Top of Data for review

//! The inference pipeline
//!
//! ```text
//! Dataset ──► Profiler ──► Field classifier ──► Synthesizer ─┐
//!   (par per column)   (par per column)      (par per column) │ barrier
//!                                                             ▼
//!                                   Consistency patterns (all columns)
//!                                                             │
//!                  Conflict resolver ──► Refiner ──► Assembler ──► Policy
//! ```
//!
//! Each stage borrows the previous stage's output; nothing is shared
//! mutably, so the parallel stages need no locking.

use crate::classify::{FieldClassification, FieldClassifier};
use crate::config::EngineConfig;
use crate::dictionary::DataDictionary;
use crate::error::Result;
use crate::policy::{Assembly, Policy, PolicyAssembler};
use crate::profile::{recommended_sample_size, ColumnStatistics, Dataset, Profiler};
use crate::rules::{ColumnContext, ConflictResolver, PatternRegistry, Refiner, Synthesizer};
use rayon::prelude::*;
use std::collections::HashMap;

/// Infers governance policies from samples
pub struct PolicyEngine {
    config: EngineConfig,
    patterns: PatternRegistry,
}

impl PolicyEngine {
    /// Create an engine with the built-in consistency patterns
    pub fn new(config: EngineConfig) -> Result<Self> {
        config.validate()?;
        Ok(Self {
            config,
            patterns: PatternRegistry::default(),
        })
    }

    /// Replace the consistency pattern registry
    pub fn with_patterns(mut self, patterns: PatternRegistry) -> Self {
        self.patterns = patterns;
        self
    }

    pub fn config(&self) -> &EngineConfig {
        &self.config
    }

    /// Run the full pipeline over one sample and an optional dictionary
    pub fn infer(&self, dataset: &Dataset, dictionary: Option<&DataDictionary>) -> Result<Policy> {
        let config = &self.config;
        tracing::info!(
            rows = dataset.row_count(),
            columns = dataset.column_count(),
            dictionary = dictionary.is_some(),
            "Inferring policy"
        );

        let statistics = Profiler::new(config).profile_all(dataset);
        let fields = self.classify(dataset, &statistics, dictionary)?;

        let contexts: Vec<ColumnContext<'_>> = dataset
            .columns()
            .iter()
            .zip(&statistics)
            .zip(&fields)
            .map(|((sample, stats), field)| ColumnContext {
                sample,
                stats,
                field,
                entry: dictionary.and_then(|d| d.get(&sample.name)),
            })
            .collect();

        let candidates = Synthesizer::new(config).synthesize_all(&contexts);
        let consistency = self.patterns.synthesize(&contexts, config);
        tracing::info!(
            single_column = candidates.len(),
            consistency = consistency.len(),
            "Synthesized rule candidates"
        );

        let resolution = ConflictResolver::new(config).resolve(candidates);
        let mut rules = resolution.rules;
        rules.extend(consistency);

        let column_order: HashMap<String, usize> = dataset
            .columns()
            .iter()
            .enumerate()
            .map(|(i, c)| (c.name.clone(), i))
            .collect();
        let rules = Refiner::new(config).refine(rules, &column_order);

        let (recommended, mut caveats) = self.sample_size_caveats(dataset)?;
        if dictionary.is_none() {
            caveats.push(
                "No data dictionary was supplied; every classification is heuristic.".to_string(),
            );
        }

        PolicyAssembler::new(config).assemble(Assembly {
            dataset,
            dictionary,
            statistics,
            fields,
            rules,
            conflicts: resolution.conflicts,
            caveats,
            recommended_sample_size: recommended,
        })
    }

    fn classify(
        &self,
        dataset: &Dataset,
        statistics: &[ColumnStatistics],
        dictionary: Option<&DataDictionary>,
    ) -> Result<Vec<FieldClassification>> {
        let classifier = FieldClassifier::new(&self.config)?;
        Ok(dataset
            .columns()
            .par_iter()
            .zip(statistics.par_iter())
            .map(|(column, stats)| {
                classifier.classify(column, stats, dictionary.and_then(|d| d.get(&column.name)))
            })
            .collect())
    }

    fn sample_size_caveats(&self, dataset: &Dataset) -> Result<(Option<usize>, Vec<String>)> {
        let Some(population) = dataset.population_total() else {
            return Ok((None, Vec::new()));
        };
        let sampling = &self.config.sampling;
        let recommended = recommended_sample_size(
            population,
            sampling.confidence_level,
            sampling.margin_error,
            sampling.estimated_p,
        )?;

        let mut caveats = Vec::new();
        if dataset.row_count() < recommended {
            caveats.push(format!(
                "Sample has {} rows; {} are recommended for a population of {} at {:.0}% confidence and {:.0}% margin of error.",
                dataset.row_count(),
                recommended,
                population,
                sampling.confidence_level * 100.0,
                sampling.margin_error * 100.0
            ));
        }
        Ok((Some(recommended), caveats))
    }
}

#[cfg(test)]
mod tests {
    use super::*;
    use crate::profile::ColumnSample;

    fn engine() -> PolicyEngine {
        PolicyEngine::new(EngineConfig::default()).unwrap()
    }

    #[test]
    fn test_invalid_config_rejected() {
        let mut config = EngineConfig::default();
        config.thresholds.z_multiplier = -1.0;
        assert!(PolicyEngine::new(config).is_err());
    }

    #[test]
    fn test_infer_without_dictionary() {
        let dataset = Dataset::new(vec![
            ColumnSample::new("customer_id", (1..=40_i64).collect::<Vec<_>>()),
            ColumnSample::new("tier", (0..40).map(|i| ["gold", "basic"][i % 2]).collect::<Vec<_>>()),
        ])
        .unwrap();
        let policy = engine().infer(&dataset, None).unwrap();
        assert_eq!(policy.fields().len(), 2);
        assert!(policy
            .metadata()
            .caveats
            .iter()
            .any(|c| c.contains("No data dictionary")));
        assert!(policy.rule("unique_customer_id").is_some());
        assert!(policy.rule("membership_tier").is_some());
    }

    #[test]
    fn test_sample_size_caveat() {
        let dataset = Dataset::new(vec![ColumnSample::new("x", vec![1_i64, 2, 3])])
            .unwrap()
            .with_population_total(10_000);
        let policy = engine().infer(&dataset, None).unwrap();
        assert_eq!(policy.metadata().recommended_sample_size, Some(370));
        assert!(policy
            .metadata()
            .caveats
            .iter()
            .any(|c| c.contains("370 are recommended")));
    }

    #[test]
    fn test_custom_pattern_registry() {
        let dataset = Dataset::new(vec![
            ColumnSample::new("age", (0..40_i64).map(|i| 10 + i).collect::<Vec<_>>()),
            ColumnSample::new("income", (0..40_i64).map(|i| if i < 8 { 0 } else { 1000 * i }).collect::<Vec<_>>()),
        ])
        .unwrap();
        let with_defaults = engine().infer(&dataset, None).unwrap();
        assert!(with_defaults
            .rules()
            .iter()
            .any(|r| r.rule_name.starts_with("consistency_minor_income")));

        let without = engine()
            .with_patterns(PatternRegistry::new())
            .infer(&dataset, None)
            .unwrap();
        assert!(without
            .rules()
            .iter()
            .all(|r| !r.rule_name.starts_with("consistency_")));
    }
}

Bottom of Data for review
Top of Data for review

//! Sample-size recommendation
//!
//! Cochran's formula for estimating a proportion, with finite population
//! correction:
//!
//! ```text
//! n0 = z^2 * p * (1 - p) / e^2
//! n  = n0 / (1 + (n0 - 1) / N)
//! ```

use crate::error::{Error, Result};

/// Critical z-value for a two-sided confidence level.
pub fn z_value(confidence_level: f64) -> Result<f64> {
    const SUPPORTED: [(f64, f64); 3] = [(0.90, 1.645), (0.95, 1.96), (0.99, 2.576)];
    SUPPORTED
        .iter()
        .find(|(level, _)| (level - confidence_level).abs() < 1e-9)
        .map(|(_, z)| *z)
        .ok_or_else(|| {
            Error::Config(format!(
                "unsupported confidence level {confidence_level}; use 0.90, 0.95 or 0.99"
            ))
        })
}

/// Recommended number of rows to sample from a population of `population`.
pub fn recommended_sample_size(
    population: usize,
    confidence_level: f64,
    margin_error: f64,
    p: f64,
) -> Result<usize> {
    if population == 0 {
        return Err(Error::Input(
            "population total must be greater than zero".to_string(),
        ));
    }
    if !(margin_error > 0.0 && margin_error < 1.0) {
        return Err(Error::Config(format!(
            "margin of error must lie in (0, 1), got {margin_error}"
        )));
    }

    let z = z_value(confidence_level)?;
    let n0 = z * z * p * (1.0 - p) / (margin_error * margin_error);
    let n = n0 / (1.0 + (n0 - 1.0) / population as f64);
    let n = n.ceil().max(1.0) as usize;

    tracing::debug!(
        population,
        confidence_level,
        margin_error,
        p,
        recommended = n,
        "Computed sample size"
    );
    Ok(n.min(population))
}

Bottom of Data for review
Top of Data for review

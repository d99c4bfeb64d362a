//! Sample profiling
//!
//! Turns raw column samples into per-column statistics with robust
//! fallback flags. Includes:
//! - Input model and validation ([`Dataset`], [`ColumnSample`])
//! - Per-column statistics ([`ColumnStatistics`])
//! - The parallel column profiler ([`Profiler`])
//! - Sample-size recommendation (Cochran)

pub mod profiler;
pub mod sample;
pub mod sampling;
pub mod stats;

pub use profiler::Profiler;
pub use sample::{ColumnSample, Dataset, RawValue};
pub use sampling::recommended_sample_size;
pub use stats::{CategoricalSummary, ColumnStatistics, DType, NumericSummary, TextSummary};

Bottom of Data for review

**Your task**:
Start with the line above that contains "The inference pipeline" and stop after the line that contains "use crate::dictionary::DataDictionary;". Output those lines exactly, and only those.

**Answer to this task**:
//! The inference pipeline
//!
//! ```text
//! Dataset ──► Profiler ──► Field classifier ──► Synthesizer ─┐
//!   (par per column)   (par per column)      (par per column) │ barrier
//!                                                             ▼
//!                                   Consistency patterns (all columns)
//!                                                             │
//!                  Conflict resolver ──► Refiner ──► Assembler ──► Policy
//! ```
//!
//! Each stage borrows the previous stage's output; nothing is shared
//! mutably, so the parallel stages need no locking.

use crate::classify::{FieldClassification, FieldClassifier};
use crate::config::EngineConfig;
use crate::dictionary::DataDictionary;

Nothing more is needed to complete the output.